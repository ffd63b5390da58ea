//! Session layer of a casting engine.
//!
//! A [`Session`] drives one cast between a source and a sink: it opens the
//! channels the cast needs through a [`ChannelManager`], negotiates
//! parameters with an RTSP-style [`ProtocolController`], and reports device
//! state changes to registered [`SessionListener`]s.

pub mod channel;
pub mod config;
pub mod device;
pub mod error;
pub mod protocol;
pub mod session;

pub use channel::{ChannelManager, ConnectionRegistry, LinkType, ModuleType};
pub use config::{SessionConfig, SessionRole};
pub use device::{DeviceManager, DeviceRegistry, DeviceState, RemoteDevice, RemoteDeviceInfo};
pub use error::{CastError, EventCode, Result};
pub use protocol::{ParamInfo, ProtocolController};
pub use session::{
    CastMode, MirrorPlayer, MirrorRenderer, Session, SessionListener, SessionProperties,
    SessionState, StreamManager,
};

(GOAL OF THE EXERCISE):
Give back the lines of the listing from the one with "state changes to" through the end, both included, exactly as written and with nothing added.

(SOLUTION TO THE EXERCISE):
//! state changes to registered [`SessionListener`]s.

pub mod channel;
pub mod config;
pub mod device;
pub mod error;
pub mod protocol;
pub mod session;

pub use channel::{ChannelManager, ConnectionRegistry, LinkType, ModuleType};
pub use config::{SessionConfig, SessionRole};
pub use device::{DeviceManager, DeviceRegistry, DeviceState, RemoteDevice, RemoteDeviceInfo};
pub use error::{CastError, EventCode, Result};
pub use protocol::{ParamInfo, ProtocolController};
pub use session::{
    CastMode, MirrorPlayer, MirrorRenderer, Session, SessionListener, SessionProperties,
    SessionState, StreamManager,
};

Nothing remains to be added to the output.